— Work item —
Please give back word for word the lines of the material below between the line containing "assert_eq!(first.size, 10 * KB);" and the line containing "assert_eq!(log.len(), 1);", inclusive.
== Segment start ==
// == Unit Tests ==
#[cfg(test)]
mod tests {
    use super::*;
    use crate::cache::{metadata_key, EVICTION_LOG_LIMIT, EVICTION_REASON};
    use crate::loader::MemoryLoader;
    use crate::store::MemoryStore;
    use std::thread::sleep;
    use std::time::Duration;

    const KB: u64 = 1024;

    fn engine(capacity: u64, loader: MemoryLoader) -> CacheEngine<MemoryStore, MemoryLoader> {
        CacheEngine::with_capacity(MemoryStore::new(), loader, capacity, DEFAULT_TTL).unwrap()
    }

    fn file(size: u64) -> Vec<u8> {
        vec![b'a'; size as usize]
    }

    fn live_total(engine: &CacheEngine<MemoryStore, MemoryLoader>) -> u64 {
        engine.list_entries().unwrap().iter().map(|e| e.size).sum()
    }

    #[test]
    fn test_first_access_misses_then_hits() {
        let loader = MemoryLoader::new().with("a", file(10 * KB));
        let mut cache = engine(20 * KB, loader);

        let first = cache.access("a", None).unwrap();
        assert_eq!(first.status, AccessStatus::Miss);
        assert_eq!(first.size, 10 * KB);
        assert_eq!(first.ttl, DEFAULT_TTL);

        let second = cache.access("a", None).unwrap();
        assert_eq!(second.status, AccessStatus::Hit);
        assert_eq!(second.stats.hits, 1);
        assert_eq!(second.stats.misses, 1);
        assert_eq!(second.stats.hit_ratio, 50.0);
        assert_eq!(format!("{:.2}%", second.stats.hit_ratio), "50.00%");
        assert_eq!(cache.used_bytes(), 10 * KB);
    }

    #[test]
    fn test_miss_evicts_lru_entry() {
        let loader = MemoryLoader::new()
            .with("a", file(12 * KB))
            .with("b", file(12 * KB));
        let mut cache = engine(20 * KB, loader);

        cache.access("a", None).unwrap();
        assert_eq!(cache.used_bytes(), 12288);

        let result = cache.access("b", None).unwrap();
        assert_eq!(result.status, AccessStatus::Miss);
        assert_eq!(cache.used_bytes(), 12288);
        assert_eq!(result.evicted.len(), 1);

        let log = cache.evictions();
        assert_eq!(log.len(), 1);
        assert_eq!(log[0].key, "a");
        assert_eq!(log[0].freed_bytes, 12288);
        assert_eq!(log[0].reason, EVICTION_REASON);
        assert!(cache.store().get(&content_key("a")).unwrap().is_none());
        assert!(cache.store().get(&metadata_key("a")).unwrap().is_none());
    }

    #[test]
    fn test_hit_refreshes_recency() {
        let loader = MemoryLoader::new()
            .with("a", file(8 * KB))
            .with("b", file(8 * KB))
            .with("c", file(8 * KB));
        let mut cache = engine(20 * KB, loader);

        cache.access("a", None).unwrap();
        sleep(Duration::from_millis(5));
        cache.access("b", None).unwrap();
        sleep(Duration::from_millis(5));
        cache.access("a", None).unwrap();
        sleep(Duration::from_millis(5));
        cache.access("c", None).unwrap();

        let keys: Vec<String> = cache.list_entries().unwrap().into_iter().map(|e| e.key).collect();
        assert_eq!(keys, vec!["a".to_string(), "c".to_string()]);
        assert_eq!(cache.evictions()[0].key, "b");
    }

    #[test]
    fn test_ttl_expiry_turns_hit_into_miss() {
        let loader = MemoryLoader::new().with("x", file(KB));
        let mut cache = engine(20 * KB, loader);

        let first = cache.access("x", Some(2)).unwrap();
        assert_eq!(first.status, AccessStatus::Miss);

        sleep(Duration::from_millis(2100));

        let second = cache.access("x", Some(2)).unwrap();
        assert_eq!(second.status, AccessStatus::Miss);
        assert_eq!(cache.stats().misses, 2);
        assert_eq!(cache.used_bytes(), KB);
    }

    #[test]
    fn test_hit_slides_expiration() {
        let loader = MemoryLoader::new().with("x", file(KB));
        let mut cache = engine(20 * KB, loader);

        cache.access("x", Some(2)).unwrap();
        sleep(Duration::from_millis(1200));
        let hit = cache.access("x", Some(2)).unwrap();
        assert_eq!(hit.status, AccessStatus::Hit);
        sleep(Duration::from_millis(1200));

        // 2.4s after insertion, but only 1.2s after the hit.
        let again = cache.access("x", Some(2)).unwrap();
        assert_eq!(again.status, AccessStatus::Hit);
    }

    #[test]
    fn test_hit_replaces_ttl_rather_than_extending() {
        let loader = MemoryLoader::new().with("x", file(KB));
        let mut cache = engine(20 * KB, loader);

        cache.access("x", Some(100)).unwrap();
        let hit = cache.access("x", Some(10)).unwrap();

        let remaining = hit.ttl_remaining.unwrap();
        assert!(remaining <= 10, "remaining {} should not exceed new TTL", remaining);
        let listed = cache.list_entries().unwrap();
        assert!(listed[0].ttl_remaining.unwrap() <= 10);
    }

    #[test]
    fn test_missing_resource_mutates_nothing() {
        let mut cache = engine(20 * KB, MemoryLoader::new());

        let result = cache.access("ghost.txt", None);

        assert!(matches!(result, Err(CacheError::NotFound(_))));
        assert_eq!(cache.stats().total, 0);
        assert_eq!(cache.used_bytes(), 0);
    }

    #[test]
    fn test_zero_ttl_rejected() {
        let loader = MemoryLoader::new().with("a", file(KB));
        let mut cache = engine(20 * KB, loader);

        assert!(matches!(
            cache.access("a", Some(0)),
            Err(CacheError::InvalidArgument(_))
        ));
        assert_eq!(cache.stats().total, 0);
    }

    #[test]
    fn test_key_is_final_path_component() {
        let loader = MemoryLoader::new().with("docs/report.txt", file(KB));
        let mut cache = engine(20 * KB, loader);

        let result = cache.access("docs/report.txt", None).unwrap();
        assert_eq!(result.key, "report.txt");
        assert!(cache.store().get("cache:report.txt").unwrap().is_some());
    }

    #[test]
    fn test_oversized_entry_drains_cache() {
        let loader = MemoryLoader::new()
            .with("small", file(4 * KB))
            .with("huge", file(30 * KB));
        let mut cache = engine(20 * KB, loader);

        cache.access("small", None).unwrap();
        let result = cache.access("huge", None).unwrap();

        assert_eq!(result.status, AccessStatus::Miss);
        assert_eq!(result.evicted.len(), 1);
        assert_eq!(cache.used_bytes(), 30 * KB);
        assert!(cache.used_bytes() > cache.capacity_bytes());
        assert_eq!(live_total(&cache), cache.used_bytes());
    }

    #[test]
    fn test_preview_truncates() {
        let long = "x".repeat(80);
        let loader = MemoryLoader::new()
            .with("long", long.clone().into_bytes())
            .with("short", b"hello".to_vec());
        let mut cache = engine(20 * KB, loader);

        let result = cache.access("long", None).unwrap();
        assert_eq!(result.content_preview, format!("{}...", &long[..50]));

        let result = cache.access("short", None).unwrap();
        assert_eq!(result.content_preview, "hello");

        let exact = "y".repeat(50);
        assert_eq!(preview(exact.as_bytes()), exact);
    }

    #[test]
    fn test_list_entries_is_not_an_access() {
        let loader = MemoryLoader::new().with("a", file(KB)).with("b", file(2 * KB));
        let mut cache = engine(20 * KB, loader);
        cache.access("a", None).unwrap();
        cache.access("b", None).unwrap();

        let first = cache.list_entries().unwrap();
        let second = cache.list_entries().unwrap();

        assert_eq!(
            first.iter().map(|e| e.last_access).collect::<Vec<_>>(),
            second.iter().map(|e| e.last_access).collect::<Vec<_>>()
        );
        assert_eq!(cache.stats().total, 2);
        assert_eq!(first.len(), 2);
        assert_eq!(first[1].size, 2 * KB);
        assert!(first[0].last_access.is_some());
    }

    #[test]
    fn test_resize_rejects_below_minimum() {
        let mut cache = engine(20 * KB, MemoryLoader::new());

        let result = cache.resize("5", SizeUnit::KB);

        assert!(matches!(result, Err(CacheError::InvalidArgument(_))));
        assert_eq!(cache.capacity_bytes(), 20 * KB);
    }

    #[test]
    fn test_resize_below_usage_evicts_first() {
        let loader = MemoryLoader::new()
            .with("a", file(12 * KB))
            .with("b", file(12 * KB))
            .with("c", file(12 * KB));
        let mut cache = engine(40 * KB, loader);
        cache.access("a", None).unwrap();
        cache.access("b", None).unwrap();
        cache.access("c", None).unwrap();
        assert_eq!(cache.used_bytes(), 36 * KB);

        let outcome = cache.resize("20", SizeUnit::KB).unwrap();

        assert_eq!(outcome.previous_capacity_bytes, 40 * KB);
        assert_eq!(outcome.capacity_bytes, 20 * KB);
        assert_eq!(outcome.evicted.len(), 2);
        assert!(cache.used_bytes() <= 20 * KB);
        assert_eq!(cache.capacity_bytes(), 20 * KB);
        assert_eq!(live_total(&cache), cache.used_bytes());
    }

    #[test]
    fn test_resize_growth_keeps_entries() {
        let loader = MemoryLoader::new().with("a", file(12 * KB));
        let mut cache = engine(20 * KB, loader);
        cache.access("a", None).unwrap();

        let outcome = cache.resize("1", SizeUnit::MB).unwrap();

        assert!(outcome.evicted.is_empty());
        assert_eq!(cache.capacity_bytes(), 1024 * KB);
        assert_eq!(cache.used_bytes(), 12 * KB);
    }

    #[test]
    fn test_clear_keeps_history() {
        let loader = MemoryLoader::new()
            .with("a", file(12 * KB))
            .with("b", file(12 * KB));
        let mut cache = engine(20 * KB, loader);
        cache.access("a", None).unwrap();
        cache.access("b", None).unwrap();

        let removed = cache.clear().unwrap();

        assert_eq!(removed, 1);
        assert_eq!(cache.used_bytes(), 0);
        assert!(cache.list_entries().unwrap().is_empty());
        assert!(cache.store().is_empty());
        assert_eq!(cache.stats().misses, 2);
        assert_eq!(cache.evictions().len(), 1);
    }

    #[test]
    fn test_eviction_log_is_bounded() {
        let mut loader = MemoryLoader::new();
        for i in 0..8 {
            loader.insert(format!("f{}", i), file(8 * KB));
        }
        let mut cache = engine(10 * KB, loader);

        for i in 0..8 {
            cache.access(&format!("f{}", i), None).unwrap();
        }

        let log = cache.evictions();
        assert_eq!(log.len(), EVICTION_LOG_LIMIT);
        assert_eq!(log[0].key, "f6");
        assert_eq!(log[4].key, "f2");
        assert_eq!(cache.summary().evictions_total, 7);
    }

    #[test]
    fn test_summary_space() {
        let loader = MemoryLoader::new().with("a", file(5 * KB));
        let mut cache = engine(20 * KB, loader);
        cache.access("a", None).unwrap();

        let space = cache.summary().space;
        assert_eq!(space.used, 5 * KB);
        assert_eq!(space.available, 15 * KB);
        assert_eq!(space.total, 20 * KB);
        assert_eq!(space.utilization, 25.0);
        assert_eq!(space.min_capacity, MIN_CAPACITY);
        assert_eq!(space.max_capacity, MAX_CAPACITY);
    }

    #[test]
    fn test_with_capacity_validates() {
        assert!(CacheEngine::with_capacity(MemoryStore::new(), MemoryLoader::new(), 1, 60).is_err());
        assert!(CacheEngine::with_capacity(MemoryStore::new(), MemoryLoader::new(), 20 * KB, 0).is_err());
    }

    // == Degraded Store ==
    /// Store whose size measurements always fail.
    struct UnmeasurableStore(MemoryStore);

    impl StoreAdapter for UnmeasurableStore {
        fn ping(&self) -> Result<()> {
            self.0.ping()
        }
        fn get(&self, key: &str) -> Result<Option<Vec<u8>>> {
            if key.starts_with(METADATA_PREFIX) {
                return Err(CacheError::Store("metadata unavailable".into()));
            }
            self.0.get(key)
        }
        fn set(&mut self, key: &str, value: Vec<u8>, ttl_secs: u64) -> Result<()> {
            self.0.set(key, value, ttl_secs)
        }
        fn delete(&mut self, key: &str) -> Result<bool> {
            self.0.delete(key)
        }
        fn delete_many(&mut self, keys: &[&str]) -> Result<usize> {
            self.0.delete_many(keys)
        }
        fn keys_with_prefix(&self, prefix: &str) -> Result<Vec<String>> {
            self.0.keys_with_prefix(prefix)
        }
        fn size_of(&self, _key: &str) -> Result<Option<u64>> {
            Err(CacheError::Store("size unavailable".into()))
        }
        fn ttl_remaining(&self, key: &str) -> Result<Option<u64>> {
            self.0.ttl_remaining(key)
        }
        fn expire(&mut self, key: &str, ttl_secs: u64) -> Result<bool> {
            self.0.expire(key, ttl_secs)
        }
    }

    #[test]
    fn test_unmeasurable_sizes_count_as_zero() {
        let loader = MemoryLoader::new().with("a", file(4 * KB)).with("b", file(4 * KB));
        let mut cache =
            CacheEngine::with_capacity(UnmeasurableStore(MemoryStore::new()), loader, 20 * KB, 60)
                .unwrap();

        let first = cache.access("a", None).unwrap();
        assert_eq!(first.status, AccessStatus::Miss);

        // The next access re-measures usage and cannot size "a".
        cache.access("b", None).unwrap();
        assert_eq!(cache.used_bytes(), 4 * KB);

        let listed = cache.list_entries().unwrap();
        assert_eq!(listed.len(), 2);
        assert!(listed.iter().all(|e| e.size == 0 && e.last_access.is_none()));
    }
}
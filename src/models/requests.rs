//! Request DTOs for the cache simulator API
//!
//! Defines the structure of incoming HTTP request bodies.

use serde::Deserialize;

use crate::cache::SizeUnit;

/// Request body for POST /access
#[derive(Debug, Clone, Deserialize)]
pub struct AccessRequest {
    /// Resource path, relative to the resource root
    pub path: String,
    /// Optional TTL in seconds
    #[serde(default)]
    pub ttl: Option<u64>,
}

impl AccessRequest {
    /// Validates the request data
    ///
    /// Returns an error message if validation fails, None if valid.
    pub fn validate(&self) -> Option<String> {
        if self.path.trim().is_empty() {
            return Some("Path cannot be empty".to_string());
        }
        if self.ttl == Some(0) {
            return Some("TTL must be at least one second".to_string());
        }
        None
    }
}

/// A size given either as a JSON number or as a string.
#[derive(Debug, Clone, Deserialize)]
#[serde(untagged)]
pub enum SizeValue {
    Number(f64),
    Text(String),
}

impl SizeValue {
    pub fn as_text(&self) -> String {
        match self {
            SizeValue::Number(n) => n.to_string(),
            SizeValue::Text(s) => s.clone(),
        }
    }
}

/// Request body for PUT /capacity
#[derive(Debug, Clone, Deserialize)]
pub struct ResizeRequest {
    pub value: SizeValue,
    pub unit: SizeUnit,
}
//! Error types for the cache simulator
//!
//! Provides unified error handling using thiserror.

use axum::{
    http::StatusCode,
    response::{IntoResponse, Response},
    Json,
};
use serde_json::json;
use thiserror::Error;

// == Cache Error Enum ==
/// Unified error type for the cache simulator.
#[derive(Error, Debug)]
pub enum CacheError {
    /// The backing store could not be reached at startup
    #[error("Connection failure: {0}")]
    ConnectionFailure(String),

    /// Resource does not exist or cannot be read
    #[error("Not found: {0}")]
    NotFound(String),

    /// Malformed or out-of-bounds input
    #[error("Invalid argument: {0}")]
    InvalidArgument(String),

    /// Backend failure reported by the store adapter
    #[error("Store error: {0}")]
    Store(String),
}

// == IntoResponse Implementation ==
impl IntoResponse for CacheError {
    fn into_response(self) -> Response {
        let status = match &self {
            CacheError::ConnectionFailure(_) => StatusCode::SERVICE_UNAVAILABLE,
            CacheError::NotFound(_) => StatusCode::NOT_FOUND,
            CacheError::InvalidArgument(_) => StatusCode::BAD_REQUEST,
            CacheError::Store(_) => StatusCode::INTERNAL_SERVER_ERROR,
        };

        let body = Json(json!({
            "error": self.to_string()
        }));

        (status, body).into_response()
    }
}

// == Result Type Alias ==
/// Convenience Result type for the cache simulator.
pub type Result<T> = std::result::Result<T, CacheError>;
== Segment end ==
— Task result —
        assert_eq!(first.size, 10 * KB);
        assert_eq!(first.ttl, DEFAULT_TTL);

        let second = cache.access("a", None).unwrap();
        assert_eq!(second.status, AccessStatus::Hit);
        assert_eq!(second.stats.hits, 1);
        assert_eq!(second.stats.misses, 1);
        assert_eq!(second.stats.hit_ratio, 50.0);
        assert_eq!(format!("{:.2}%", second.stats.hit_ratio), "50.00%");
        assert_eq!(cache.used_bytes(), 10 * KB);
    }

    #[test]
    fn test_miss_evicts_lru_entry() {
        let loader = MemoryLoader::new()
            .with("a", file(12 * KB))
            .with("b", file(12 * KB));
        let mut cache = engine(20 * KB, loader);

        cache.access("a", None).unwrap();
        assert_eq!(cache.used_bytes(), 12288);

        let result = cache.access("b", None).unwrap();
        assert_eq!(result.status, AccessStatus::Miss);
        assert_eq!(cache.used_bytes(), 12288);
        assert_eq!(result.evicted.len(), 1);

        let log = cache.evictions();
        assert_eq!(log.len(), 1);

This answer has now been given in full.